(Stored data entries)
────────────────────

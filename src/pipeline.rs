//! Host-facing decoding pipeline.
//!
//! One `pipe` call is one independent invocation: configuration is resolved
//! and validated first, then the prompt is formatted, candidates are
//! sampled, scored and selected, and a trace is assembled when debug is on.

use std::sync::Arc;

use serde::Serialize;
use thiserror::Error;
use tracing::Instrument;
use uuid::Uuid;

use crate::backend::GenerationBackend;
use crate::config::{ConfigError, ConfigOverrides, DecodingConfig, EnvSource, ProcessEnv};
use crate::engine::{format_prompt, score_candidates, select, CandidateSampler, Conversation, SelectionResult, Trace};

pub const PIPELINE_NAME: &str = "CoT-Decoding Pipeline";

/// Message returned to the host when no candidate could be produced.
pub const TOTAL_FAILURE_MESSAGE: &str = "I'm sorry, but I couldn't generate a response.";

#[derive(Error, Debug, Clone, PartialEq)]
pub enum DecodeError {
    #[error("Configuration error: {0}")]
    Config(#[from] ConfigError),

    #[error("{} All {attempts} candidate generations failed.", TOTAL_FAILURE_MESSAGE)]
    TotalFailure { attempts: usize, selection: SelectionResult, trace: Option<Trace> },
}

impl DecodeError {
    /// The error message, followed by the debug section for a total failure
    /// that carries a trace.
    pub fn render(&self) -> String {
        match self {
            DecodeError::TotalFailure { trace: Some(trace), .. } => format!("{}\n\n{}", self, trace),
            _ => self.to_string(),
        }
    }
}

/// Successful decoding result.
#[derive(Debug, Clone, Serialize)]
pub struct DecodeOutcome {
    pub answer: String,
    pub confidence: f64,
    pub winner_index: usize,
    /// Present only when debug was enabled for the invocation.
    pub trace: Option<Trace>,
    #[serde(skip)]
    pub selection: SelectionResult,
}

impl DecodeOutcome {
    /// The answer, followed by the debug section when a trace is present.
    pub fn render(&self) -> String {
        match &self.trace {
            Some(trace) => format!("{}\n\n{}", self.answer, trace),
            None => self.answer.clone(),
        }
    }
}

/// Run one decoding pass with an already validated configuration.
pub async fn decode<B>(backend: &B, config: &DecodingConfig, conversation: &Conversation) -> Result<DecodeOutcome, DecodeError>
where
    B: GenerationBackend + ?Sized,
{
    let prompt = format_prompt(conversation);
    tracing::debug!(turns = conversation.len(), prompt_len = prompt.len(), "Formatted prompt");

    let mut candidates = CandidateSampler::new(backend, config).sample(&prompt).await;
    score_candidates(&mut candidates);
    let selection = select(candidates);
    let trace = config.debug.then(|| Trace::assemble(&prompt, &selection));
    if let Some(ref t) = trace {
        tracing::debug!(target: "cot_decoding::trace", "\n{}", t);
    }

    let Some((answer, confidence, winner_index)) = selection
        .winner()
        .and_then(|w| Some((w.content()?.to_string(), w.confidence()?, w.index)))
    else {
        metrics::counter!("cot_total_failures_total").increment(1);
        let attempts = selection.candidates().len();
        tracing::error!(attempts, "All candidates failed");
        return Err(DecodeError::TotalFailure { attempts, selection, trace });
    };

    metrics::histogram!("cot_winner_confidence").record(confidence);
    tracing::info!(
        winner = winner_index,
        confidence,
        failed = selection.failed_count(),
        candidates = selection.candidates().len(),
        "Selected decoding path"
    );
    Ok(DecodeOutcome { answer, confidence, winner_index, trace, selection })
}

/// Pipeline as seen by the hosting runtime.
pub struct Pipeline<B: GenerationBackend> {
    backend: B,
    overrides: ConfigOverrides,
    env: Arc<dyn EnvSource>,
}

impl<B: GenerationBackend> Pipeline<B> {
    pub fn new(backend: B, overrides: ConfigOverrides) -> Self {
        Self::with_env(backend, overrides, Arc::new(ProcessEnv))
    }

    pub fn with_env(backend: B, overrides: ConfigOverrides, env: Arc<dyn EnvSource>) -> Self {
        Self { backend, overrides, env }
    }

    pub fn backend(&self) -> &B {
        &self.backend
    }

    pub async fn on_startup(&self) {
        tracing::info!(pipeline = PIPELINE_NAME, "on_startup");
    }

    pub async fn on_shutdown(&self) {
        tracing::info!(pipeline = PIPELINE_NAME, "on_shutdown");
    }

    /// Replace the caller-supplied overrides; takes effect on the next `pipe`.
    pub async fn on_config_updated(&mut self, overrides: ConfigOverrides) {
        self.overrides = overrides;
        tracing::info!(pipeline = PIPELINE_NAME, "Configuration overrides updated");
    }

    /// Resolve the configuration for one invocation.
    pub fn resolve_config(&self) -> Result<DecodingConfig, ConfigError> {
        DecodingConfig::resolve(&self.overrides, self.env.as_ref())
    }

    /// Decode one conversation. `model_id` is the host-side pipeline id and
    /// is only recorded; the backend model comes from configuration.
    pub async fn pipe(&self, model_id: &str, conversation: &Conversation) -> Result<DecodeOutcome, DecodeError> {
        let invocation = Uuid::new_v4();
        let span = tracing::info_span!("decode", %invocation, model_id);
        self.run(conversation).instrument(span).await
    }

    async fn run(&self, conversation: &Conversation) -> Result<DecodeOutcome, DecodeError> {
        let config = self.resolve_config().map_err(|e| {
            tracing::error!(error = %e, "Invalid configuration");
            e
        })?;
        tracing::info!(model = %config.model, k = config.k, concurrency = config.max_concurrency, "Starting decode");
        decode(&self.backend, &config, conversation).await
    }

    /// Host adapter: always yields a displayable string.
    pub async fn respond(&self, model_id: &str, conversation: &Conversation) -> String {
        match self.pipe(model_id, conversation).await {
            Ok(outcome) => outcome.render(),
            Err(e) => e.render(),
        }
    }
}

#[cfg(test)]
#[path = "pipeline_tests.rs"]
mod tests;
//! Help text for `cot-decode`.

/// Print general usage information.
pub fn print_usage() {
    let version = env!("CARGO_PKG_VERSION");
    eprintln!(
        "cot-decode - CoT-Decoding candidate sampler v{}

USAGE:
    cot-decode [COMMAND] [OPTIONS]

COMMANDS:
    ask          Answer a single question
    chat         Continue a conversation read from a JSON file
    config       Manage configuration (show, defaults, validate)
    health       Check that the generation backend is reachable
    version      Show version information
    help         Show this help message

OPTIONS:
    --model <NAME>       Backend model name (required for ask/chat)
    --url <URL>          Backend generate endpoint
    --k <N>              Number of candidates to sample
    --temperature <T>    Sampling temperature
    --max-tokens <N>     Maximum tokens per candidate
    --timeout-ms <MS>    Per-request timeout
    --concurrency <N>    Maximum concurrent backend requests
    --debug, --no-debug  Append the candidate trace to the answer
    --config <FILE>      Load TOML overrides from file
    --json               Print JSON output
    --table              Print a per-candidate table

EXAMPLES:
    cot-decode ask --model llama3.2 --prompt \"What is 2+2?\"
    cot-decode ask --model llama3.2 --prompt \"Hi\" --k 5 --no-debug
    cot-decode chat --file conversation.json --config cot.toml
    cot-decode config show --model llama3.2
    cot-decode health

ENVIRONMENT:
    OLLAMA_API_URL            Backend generate endpoint
    COT_DECODING_MODEL        Backend model name
    COT_DECODING_K            Number of candidates
    COT_DECODING_TEMPERATURE  Sampling temperature
    COT_DECODING_MAX_TOKENS   Maximum tokens per candidate
    COT_DECODING_DEBUG        true/false
    COT_DECODING_TIMEOUT_MS   Per-request timeout
    COT_DECODING_CONCURRENCY  Maximum concurrent requests
    COT_LOG_FORMAT            text or json
    RUST_LOG                  Log level (debug, info, warn, error)

EXIT CODES:
    0  Success
    1  All candidates failed
    2  Configuration or usage error
    3  Connection error
",
        version
    );
}

/// Print detailed help for a specific command.
pub fn print_command_help(command: &str) {
    match command {
        "ask" => print_ask_help(),
        "chat" => print_chat_help(),
        "config" => print_config_help(),
        "health" => print_health_help(),
        _ => {
            eprintln!(
                "No detailed help available for '{}'. Use 'cot-decode help' for general usage.",
                command
            );
        }
    }
}

fn print_ask_help() {
    eprintln!(
        "cot-decode ask - Answer a single question

USAGE:
    cot-decode ask --prompt <TEXT> [OPTIONS]

DESCRIPTION:
    Samples k candidates with seeds 0..k-1 and prints the one with the
    highest confidence. With debug enabled the full candidate trace
    follows the answer.

EXIT CODES:
    0  Answer selected
    1  All candidates failed
    2  Configuration error
"
    );
}

fn print_chat_help() {
    eprintln!(
        "cot-decode chat - Continue a conversation

USAGE:
    cot-decode chat --file <conversation.json> [OPTIONS]

DESCRIPTION:
    The file holds a JSON array of {{\"role\", \"content\"}} objects.
    Roles other than user and assistant are treated as user turns.
"
    );
}

fn print_config_help() {
    eprintln!(
        "cot-decode config - Manage configuration

USAGE:
    cot-decode config <SUBCOMMAND> [OPTIONS]

SUBCOMMANDS:
    show           Show the resolved configuration
    validate       Validate the resolved configuration
    defaults       Show default configuration
"
    );
}

fn print_health_help() {
    eprintln!(
        "cot-decode health - Check the backend

USAGE:
    cot-decode health [--url <URL>]

EXIT CODES:
    0  Backend is healthy
    1  Backend answered with an error
    3  Connection error
"
    );
}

────────────────────

#### THE TASK:
Above are the records; copy each line from them that includes the string "OPTIONS".

#### SOLUTION:
    cot-decode [COMMAND] [OPTIONS]
OPTIONS:
    cot-decode ask --prompt <TEXT> [OPTIONS]
    cot-decode chat --file <conversation.json> [OPTIONS]
    cot-decode config <SUBCOMMAND> [OPTIONS]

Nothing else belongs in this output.